Files produced by RAxML


This file contains some basic information about the run. Use this file to answer these questions:

How long did RAxML require to perform 100 bootstrap replicates? Paul's results
What is the log-likelihood of the best tree found by RAxML? Paul's results


This file holds the best tree found. It is not a NEXUS tree file, but simply a tree description; however, FigTree is able to open such files.


This file holds the trees resulting from bootstrapping (also not NEXUS format; one tree description per line). These trees do not have branch lengths. You can open this file in FigTree and use the arrow buttons to move from one to the next.


This file contains the best tree with bootstrap support values embedded in the tree description. Load this tree into FigTree. FigTree will ask you what name you want to use for the support values. Pick a name such as "bootstraps" and click Ok. Once the tree is visible, check Node labels on the left, chooose "bootstraps" (or whatever you named them) from the Display list, and increase the font size so you can see it (ok, you are probably young enough that you can still see the numbers without magnification!).

Can you tell by viewing this tree in FigTree that this is not the bootstrap majority-rule consensus tree?
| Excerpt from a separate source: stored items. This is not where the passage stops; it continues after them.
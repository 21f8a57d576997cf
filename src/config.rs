//! Configuration types for insta-dl

use crate::error::{Error, Result};
use serde::{Deserialize, Serialize};
use std::time::Duration;

/// Main configuration for the workflow engine
///
/// Works out of the box with zero configuration against a co-located
/// backend; every field has a sensible default and can be overridden from
/// JSON/TOML or in code via struct update syntax.
#[derive(Clone, Debug, Serialize, Deserialize)]
pub struct Config {
    /// Base URL of the extraction backend (default: "http://127.0.0.1:8000")
    #[serde(default = "default_base_url")]
    pub base_url: String,

    /// Path of the metadata lookup endpoint (default: "/api/info")
    #[serde(default = "default_info_path")]
    pub info_path: String,

    /// Path of the download endpoint (default: "/api/download")
    #[serde(default = "default_download_path")]
    pub download_path: String,

    /// Timeout applied to metadata lookup requests (default: 30 seconds)
    #[serde(default = "default_request_timeout")]
    pub request_timeout: Duration,

    /// User-Agent header sent on outbound requests
    #[serde(default = "default_user_agent")]
    pub user_agent: String,
}

impl Default for Config {
    fn default() -> Self {
        Self {
            base_url: default_base_url(),
            info_path: default_info_path(),
            download_path: default_download_path(),
            request_timeout: default_request_timeout(),
            user_agent: default_user_agent(),
        }
    }
}

impl Config {
    /// Parse and return the configured base URL.
    ///
    /// # Errors
    /// Returns a configuration error when `base_url` is not an absolute URL.
    pub fn validated_base_url(&self) -> Result<url::Url> {
        url::Url::parse(&self.base_url).map_err(|e| Error::Config {
            message: format!("invalid base_url '{}': {}", self.base_url, e),
            key: Some("base_url".to_string()),
        })
    }

    /// The absolute URL of an endpoint with the post URL attached as a
    /// percent-encoded `url` query parameter.
    pub(crate) fn endpoint_for(&self, path: &str, post_url: &str) -> String {
        format!(
            "{}{}?url={}",
            self.base_url.trim_end_matches('/'),
            path,
            urlencoding::encode(post_url)
        )
    }
}

fn default_base_url() -> String {
    "http://127.0.0.1:8000".to_string()
}

fn default_info_path() -> String {
    "/api/info".to_string()
}

fn default_download_path() -> String {
    "/api/download".to_string()
}

fn default_request_timeout() -> Duration {
    Duration::from_secs(30)
}

fn default_user_agent() -> String {
    concat!("insta-dl/", env!("CARGO_PKG_VERSION")).to_string()
}
//! User-facing notification capability
//!
//! The controller announces lookup success, lookup failure, and download
//! start through this seam. How the announcement surfaces (toast, desktop
//! notification, log line) is the embedder's choice; the controller never
//! depends on a concrete presentation.

use crate::types::NotifyKind;
use tracing::{info, warn};

/// Capability for delivering user-facing notifications.
///
/// Implementations must be fire-and-forget: the controller does not await
/// delivery and never observes failures.
pub trait Notifier: Send + Sync {
    /// Deliver a notification with a short title and a longer description
    fn notify(&self, kind: NotifyKind, title: &str, description: &str);
}

/// Default notifier that routes notifications into the `tracing` log.
///
/// Useful for headless embedders and as a stand-in before a real
/// presentation layer is wired up.
#[derive(Clone, Copy, Debug, Default)]
pub struct TracingNotifier;

impl Notifier for TracingNotifier {
    fn notify(&self, kind: NotifyKind, title: &str, description: &str) {
        match kind {
            NotifyKind::Success => info!(title, description, "notification"),
            NotifyKind::Failure => warn!(title, description, "notification"),
        }
    }
}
What evidence did you use? answer

We could have instructed RAxML to create the majority rule tree using the "­-J MR option, but by default it maps bootstrap support values onto the splits of the maximum likelihood tree topology.

Comparing GARLI and RAxML Using PAUP*

To compare the two programs, use the nano editor to create a tree file named combined.nex and specify the best tree from both programs and a paup block to compute the likelihoods of these two trees under the GTR+G model. Your combined.nex command block should contain the following:

       begin paup;
       exe rbcL50.nex;
       gettrees file=RAxML_bestTree.FULL;
       gettrees file=50.best.tre mode = 7; 
       set criterion=likelihood;
       lset nst=6 rmatrix=estimate rates=gamma shape=estimate;
       lscores all;
       agree all;

Here, gettrees command reads the two tree files (RAxML_bestTree.FULL, and 50.best2.tre) you generated using the programs RaxML and Garli. The mode=7 tells PAUP to keep the RaxML tree (RAxML_bestTree.FULL) in the memory while loading the Garli tree (50.best.tre). You should have two tree files and a data file (rbcL50.nex) in the same folder to execute combined.nex. The comment [&U] in the Garli tree file tells PAUP that the tree is unrooted. Therefore, to compare it with RAxML tree (which does not contain any rooting information in the file) you can add the command deroot (after gettrees file=RAxML_bestTree.FULL;).
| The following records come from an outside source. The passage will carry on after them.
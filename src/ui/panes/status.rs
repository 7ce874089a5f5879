//! Status bar rendering with run state and key hints

use crate::ui::theme::DEFAULT_THEME;
use ratatui::{
    layout::{Alignment, Constraint, Direction, Layout, Rect},
    style::{Color, Modifier, Style},
    text::{Line, Span},
    widgets::Paragraph,
    Frame,
};

pub fn render_status_bar(
    frame: &mut Frame,
    area: Rect,
    message: &str,
    moves: usize,
    sorting: bool,
    done: bool,
) {
    let layout = Layout::default()
        .direction(Direction::Horizontal)
        .constraints([Constraint::Percentage(55), Constraint::Percentage(45)])
        .split(area);

    // Left side: state chip, message, move count
    let (chip_text, chip_bg) = if sorting {
        (" Sorting ", DEFAULT_THEME.status_run)
    } else if done {
        (" Done ", DEFAULT_THEME.status_done)
    } else {
        (" Idle ", DEFAULT_THEME.status_idle)
    };

    let left_spans = vec![
        Span::styled(
            chip_text,
            Style::default()
                .bg(chip_bg)
                .fg(Color::Black)
                .add_modifier(Modifier::BOLD),
        ),
        Span::styled(
            format!(" {} ", message),
            Style::default()
                .bg(DEFAULT_THEME.status_bg)
                .fg(DEFAULT_THEME.status_fg),
        ),
        Span::styled(
            format!(" moves: {} ", moves),
            Style::default()
                .bg(DEFAULT_THEME.status_bg)
                .fg(DEFAULT_THEME.status_fg),
        ),
    ];

    let left = Paragraph::new(Line::from(left_spans))
        .style(Style::default().bg(DEFAULT_THEME.status_bg))
        .alignment(Alignment::Left);
    frame.render_widget(left, layout[0]);

    // Right side: key hints
    let key_style = Style::default()
        .bg(DEFAULT_THEME.status_key)
        .fg(Color::Black);
    let desc_style = Style::default()
        .bg(DEFAULT_THEME.status_bg)
        .fg(DEFAULT_THEME.status_fg);
    let sep_style = Style::default()
        .bg(DEFAULT_THEME.status_bg)
        .fg(DEFAULT_THEME.status_key);

    let right_spans = vec![
        Span::styled(" s ", key_style),
        Span::styled(" start/reset ", desc_style),
        Span::styled("│", sep_style),
        Span::styled(" a ", key_style),
        Span::styled(" algorithm ", desc_style),
        Span::styled("│", sep_style),
        Span::styled(" d ", key_style),
        Span::styled(" direction ", desc_style),
        Span::styled("│", sep_style),
        Span::styled(" q ", key_style),
        Span::styled(" quit ", desc_style),
    ];

    let right = Paragraph::new(Line::from(right_spans))
        .style(Style::default().bg(DEFAULT_THEME.status_bg))
        .alignment(Alignment::Right);
    frame.render_widget(right, layout[1]);
}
Which tree has the best log-likelihood? You will probably find that GARLI's likelihood is slightly different than RAxML, but both will be nearly the same value. Both of these approaches will give different answers if you run them multiple times under different random number seeds, so you should probably do several replicates (or a bootstrap analysis) before making anything too momentous of the results.
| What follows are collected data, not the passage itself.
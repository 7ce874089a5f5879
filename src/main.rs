// sortty: Terminal Sorting Algorithm Visualizer

use std::io;

use crossterm::{
    event::{DisableMouseCapture, EnableMouseCapture},
    execute,
    terminal::{disable_raw_mode, enable_raw_mode, EnterAlternateScreen, LeaveAlternateScreen},
};
use ratatui::{backend::CrosstermBackend, Terminal};

use sortty::ui::app::DEFAULT_LIST_LEN;
use sortty::ui::App;

fn main() -> Result<(), Box<dyn std::error::Error>> {
    // Parse command-line arguments
    let args: Vec<String> = std::env::args().collect();

    let list_len = match args.get(1) {
        None => DEFAULT_LIST_LEN,
        Some(raw) => match raw.parse::<usize>() {
            Ok(n) if (2..=512).contains(&n) => n,
            _ => {
                let program_name = args.first().map(|s| s.as_str()).unwrap_or("sortty");
                eprintln!("Error: Invalid list size '{}'", raw);
                eprintln!();
                eprintln!("Usage: {} [list-size]", program_name);
                eprintln!();
                eprintln!("  list-size    Number of bars to sort (2..=512, default {})", DEFAULT_LIST_LEN);
                std::process::exit(1);
            }
        },
    };

    let mut app = match App::new(list_len) {
        Ok(app) => app,
        Err(e) => {
            eprintln!("Error: {}", e);
            std::process::exit(1);
        }
    };

    eprintln!("Visualizing {} values. Click the buttons or use s/a/d, q to quit.", list_len);

    // Set up terminal
    enable_raw_mode()?;
    let mut stdout = io::stdout();
    execute!(stdout, EnterAlternateScreen, EnableMouseCapture)?;
    let backend = CrosstermBackend::new(stdout);
    let mut terminal = Terminal::new(backend)?;

    // Run app
    let res = app.run(&mut terminal);

    // Restore terminal
    disable_raw_mode()?;
    execute!(terminal.backend_mut(), LeaveAlternateScreen, DisableMouseCapture)?;
    terminal.show_cursor()?;

    if let Err(err) = res {
        eprintln!("Error: {:?}", err);
    }

    Ok(())
}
The last command given to PAUP was "agree all". This computes an agreement subtree from the results of the two analyses.

Can you figure out from PAUP's output how many taxa (out of the 50 total) it had to omit in order to find an agreement subtree? answer


Modify your combined.nex file above to estimate parameters under the following models. Create a table like that below and fill in the maximized log-likelihoods and parameter estimates reported by PAUP*. Note that you can specify lscores 1 to use just the RAxML tree (no need to carry out this exercise on both trees).

Model maximized log-likelihood parameter estimates

The first 4 models are straightforward and you can refer to the previous lab (Likelihood) to learn how to estimate pinvar and shape if you've forgotten. The SS3 and SS2 stand for "site-specific rates (each of the 3 codon positions is a separate category)" and "site-specific rates (1+2 codon positions in one category, 3rd codon positions in the second category)". Search the Frequently Asked Questions page at the PAUP web site for the term "site-specific" to find out how to set up PAUP* to perform a site-specific rates analysis.

Which rate heterogeneity submodels provide the largest boost to the likelihood?
Why do pinvar and shape change the way they do when estimated jointly versus separately?